§ TASK DIRECTIONS: Please return every line of the records below that contains the word "Some".

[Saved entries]
Content starts

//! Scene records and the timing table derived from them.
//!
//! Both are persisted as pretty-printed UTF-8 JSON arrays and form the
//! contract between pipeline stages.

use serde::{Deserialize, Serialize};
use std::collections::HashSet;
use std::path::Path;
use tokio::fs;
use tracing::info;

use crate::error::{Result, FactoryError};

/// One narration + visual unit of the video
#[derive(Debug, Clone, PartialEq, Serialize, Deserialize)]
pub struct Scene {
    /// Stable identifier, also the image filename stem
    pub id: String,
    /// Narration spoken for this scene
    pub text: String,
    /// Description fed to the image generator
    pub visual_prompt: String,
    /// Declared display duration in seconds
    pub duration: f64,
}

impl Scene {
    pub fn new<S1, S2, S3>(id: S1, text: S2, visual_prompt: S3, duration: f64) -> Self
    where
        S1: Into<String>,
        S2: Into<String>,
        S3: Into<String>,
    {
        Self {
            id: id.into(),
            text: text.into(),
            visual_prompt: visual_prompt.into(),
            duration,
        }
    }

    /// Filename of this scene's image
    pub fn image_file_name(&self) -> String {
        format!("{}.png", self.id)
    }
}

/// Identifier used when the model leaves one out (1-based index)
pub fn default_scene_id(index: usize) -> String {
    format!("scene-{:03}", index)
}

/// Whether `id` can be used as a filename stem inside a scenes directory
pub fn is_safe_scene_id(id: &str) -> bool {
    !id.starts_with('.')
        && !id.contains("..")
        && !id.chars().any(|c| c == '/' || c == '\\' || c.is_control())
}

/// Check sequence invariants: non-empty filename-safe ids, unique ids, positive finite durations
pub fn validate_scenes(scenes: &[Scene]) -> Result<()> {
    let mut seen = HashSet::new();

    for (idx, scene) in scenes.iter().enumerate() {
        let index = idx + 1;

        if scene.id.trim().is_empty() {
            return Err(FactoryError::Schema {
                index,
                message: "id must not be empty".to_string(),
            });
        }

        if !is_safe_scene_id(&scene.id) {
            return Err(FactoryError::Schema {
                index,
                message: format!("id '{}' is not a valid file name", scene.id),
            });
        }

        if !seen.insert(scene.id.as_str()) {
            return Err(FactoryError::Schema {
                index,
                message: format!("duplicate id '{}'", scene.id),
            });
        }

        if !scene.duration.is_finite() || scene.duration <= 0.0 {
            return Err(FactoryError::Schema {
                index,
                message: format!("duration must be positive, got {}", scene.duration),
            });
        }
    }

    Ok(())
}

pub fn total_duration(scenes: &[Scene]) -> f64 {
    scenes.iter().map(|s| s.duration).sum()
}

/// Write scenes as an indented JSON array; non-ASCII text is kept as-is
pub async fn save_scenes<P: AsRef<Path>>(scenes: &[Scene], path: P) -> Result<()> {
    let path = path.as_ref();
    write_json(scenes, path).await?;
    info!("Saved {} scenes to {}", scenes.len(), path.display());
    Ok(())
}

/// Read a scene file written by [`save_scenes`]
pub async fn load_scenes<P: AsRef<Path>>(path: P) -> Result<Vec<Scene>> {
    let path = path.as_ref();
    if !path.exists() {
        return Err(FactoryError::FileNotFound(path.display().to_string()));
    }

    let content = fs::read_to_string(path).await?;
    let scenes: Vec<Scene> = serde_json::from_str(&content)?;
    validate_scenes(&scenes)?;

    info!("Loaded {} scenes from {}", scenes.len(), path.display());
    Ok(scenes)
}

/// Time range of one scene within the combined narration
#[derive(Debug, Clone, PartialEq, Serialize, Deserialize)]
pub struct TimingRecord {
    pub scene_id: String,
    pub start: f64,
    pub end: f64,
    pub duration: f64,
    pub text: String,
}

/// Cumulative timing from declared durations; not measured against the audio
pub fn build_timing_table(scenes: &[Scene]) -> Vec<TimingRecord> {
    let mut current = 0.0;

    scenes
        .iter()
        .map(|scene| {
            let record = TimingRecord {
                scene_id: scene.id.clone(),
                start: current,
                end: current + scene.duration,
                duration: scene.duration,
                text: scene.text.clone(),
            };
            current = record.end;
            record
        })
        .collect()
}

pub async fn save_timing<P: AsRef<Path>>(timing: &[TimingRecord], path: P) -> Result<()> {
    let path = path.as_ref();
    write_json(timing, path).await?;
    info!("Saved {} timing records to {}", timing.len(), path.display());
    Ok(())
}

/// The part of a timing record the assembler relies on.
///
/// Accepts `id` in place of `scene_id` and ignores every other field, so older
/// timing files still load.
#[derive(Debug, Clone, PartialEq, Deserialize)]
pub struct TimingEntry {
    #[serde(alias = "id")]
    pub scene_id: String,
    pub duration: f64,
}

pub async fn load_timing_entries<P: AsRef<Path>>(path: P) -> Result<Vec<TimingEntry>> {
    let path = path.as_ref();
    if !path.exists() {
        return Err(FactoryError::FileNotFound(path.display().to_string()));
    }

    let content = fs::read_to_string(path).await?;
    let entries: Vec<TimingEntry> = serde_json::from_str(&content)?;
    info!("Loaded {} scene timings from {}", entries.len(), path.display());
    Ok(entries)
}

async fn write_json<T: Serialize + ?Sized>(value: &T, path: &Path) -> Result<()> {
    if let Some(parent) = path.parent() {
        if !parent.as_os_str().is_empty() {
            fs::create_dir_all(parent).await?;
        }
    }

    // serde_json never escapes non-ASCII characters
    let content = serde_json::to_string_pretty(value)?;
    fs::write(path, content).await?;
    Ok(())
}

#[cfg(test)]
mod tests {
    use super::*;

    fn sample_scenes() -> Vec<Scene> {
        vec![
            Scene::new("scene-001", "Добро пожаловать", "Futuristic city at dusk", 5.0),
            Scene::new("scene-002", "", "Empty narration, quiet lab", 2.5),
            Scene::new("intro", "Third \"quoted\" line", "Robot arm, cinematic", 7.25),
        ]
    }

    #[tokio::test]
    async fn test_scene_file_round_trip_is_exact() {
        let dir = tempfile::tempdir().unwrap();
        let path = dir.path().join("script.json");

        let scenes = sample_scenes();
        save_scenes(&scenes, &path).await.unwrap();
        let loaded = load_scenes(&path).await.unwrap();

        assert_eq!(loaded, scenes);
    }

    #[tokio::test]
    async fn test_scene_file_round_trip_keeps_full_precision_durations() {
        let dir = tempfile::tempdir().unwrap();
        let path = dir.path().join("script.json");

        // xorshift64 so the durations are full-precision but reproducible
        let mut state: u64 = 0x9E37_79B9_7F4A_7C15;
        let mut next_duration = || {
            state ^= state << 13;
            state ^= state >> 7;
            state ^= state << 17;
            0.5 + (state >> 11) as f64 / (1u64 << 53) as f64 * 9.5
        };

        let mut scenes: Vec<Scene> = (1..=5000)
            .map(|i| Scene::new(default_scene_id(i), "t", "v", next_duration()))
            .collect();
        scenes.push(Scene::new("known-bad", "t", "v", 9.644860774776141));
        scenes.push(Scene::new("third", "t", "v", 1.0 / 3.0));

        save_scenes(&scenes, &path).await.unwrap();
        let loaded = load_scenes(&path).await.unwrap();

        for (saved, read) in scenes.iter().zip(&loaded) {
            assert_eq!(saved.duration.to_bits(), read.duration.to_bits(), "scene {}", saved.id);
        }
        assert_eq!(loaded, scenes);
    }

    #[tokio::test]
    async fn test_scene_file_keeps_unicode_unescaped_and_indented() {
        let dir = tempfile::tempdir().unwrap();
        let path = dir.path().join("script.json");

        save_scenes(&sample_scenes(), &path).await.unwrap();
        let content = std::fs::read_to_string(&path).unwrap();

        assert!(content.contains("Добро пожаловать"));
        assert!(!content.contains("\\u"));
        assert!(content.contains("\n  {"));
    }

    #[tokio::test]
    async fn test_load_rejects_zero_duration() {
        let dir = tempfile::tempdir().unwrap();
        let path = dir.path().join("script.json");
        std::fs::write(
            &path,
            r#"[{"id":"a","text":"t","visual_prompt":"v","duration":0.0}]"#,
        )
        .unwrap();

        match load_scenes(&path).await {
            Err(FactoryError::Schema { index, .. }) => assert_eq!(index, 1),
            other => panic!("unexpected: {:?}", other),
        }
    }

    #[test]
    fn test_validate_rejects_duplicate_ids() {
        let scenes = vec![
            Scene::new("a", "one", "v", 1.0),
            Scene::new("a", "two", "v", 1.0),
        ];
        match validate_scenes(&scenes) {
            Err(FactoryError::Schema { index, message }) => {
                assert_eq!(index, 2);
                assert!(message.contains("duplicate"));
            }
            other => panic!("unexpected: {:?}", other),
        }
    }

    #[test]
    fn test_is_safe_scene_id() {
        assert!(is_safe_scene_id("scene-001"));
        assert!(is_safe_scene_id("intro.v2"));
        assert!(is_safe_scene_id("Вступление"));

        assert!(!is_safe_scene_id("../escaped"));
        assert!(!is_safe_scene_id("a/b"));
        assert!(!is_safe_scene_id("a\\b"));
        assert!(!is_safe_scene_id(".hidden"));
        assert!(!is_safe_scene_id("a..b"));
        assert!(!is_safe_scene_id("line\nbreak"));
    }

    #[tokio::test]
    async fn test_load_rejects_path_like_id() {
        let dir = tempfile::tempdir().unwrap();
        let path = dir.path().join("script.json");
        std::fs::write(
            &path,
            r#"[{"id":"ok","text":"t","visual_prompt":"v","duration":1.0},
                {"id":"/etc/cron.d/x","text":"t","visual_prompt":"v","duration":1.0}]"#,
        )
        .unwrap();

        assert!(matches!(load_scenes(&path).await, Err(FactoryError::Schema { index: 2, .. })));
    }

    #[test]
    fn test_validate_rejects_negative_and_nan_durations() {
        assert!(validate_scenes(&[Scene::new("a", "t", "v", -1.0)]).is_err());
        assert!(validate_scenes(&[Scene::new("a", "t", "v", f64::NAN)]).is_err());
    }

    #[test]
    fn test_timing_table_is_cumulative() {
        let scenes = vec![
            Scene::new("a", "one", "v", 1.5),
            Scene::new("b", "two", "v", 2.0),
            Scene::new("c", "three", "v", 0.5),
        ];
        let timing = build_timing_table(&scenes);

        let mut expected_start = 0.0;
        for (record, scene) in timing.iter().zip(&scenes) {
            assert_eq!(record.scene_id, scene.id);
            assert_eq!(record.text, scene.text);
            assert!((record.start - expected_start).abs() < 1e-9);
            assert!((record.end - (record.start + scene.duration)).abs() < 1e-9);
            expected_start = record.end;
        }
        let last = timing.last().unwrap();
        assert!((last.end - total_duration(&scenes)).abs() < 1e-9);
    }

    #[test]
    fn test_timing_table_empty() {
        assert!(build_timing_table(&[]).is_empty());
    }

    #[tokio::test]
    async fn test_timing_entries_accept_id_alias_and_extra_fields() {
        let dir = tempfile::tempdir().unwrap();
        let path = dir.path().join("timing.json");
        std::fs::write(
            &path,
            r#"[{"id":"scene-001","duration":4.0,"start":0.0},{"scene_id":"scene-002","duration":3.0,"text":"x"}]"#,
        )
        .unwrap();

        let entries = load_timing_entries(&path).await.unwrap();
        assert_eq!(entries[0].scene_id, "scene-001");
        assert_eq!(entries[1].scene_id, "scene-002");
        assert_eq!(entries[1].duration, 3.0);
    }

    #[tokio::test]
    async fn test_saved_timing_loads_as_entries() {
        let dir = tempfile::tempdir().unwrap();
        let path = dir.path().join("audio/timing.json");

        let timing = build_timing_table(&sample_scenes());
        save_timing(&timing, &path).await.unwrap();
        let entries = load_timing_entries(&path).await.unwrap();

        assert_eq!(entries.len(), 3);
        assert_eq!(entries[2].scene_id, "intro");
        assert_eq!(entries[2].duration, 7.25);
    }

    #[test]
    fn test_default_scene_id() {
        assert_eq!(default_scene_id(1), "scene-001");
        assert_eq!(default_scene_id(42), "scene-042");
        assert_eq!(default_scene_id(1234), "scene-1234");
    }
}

Content ends
Content starts

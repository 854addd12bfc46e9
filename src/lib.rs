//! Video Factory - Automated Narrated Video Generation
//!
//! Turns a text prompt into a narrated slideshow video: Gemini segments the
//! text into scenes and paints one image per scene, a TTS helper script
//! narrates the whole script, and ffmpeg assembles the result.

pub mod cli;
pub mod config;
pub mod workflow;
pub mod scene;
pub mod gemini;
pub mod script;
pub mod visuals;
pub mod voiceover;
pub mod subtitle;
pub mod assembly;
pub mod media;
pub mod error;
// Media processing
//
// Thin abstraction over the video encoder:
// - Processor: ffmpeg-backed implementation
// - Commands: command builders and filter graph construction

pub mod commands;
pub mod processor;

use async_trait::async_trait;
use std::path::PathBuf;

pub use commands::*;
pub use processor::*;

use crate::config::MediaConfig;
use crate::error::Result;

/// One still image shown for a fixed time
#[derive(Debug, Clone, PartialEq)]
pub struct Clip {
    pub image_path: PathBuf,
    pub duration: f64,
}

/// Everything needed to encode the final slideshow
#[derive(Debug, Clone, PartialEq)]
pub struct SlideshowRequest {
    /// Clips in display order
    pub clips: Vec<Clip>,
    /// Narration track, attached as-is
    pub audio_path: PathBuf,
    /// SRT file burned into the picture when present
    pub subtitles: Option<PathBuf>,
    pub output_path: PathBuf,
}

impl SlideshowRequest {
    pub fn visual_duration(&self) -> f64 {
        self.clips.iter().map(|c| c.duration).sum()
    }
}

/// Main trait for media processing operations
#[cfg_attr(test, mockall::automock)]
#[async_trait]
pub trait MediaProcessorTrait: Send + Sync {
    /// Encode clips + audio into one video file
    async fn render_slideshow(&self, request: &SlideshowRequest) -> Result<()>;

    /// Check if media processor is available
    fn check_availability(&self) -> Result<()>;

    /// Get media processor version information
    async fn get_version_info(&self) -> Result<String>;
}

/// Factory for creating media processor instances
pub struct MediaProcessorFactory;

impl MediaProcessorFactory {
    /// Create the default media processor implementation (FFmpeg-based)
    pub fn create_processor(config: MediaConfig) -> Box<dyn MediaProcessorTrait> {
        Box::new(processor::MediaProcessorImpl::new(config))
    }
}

Content ends
Content starts

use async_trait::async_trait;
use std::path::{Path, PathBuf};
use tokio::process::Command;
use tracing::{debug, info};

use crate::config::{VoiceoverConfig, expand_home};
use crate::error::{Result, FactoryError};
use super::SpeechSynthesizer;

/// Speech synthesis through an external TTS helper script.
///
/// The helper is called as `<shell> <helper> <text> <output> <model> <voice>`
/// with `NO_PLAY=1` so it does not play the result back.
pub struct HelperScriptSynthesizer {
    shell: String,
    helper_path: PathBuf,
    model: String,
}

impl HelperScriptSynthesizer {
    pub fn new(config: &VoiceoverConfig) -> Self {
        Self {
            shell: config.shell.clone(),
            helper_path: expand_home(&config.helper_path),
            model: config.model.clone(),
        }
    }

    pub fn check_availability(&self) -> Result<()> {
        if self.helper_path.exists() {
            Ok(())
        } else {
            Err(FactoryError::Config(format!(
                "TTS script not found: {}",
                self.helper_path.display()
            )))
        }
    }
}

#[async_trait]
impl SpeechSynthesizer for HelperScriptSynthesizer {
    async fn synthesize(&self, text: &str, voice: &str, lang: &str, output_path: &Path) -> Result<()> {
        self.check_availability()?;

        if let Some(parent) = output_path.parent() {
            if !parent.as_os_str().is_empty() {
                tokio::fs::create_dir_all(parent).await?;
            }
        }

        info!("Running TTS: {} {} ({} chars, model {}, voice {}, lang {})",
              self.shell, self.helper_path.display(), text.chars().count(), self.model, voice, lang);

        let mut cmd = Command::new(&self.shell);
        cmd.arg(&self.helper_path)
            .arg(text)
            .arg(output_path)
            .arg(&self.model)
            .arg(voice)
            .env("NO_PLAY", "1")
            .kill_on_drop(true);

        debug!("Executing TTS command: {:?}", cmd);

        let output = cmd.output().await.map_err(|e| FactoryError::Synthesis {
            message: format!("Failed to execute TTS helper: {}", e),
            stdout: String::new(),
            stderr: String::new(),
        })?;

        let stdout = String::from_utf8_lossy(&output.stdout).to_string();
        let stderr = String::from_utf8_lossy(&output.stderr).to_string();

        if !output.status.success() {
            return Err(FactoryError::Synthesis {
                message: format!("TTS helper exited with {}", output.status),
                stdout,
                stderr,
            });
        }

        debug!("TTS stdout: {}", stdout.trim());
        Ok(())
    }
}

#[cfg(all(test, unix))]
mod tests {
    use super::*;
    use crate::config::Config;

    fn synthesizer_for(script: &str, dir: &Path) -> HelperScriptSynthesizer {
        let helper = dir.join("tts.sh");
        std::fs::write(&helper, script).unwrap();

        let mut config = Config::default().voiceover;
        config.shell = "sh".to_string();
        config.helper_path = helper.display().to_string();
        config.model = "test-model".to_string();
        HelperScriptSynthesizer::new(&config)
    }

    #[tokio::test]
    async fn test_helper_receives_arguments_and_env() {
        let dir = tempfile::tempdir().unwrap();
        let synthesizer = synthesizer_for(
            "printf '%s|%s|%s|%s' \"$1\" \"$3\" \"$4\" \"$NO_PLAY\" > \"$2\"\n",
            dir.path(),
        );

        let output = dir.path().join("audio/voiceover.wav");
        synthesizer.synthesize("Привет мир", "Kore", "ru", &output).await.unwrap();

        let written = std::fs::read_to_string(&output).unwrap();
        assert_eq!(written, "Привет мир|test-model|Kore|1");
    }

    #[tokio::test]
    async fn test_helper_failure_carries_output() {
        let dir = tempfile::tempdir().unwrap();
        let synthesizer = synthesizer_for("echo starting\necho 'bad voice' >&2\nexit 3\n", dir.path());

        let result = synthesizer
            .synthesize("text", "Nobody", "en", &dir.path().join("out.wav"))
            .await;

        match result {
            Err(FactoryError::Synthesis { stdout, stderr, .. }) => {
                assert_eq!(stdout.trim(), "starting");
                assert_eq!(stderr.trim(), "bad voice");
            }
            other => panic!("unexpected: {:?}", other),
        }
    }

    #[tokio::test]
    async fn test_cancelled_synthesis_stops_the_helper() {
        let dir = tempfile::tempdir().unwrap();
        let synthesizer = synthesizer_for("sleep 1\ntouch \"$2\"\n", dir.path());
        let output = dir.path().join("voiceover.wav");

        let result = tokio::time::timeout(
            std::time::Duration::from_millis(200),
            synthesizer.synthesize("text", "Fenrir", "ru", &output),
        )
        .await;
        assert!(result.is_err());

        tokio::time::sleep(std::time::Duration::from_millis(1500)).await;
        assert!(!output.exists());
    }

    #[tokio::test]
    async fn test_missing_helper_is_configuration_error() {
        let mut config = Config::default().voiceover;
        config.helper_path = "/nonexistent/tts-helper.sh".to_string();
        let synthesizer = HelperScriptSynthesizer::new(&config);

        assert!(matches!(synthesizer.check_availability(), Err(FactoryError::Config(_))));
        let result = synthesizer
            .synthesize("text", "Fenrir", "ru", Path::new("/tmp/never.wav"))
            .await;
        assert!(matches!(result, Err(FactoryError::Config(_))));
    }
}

Content ends

§ ANSWER TO THE EXERCISE:
    if let Some(parent) = path.parent() {
        if let Some(parent) = output_path.parent() {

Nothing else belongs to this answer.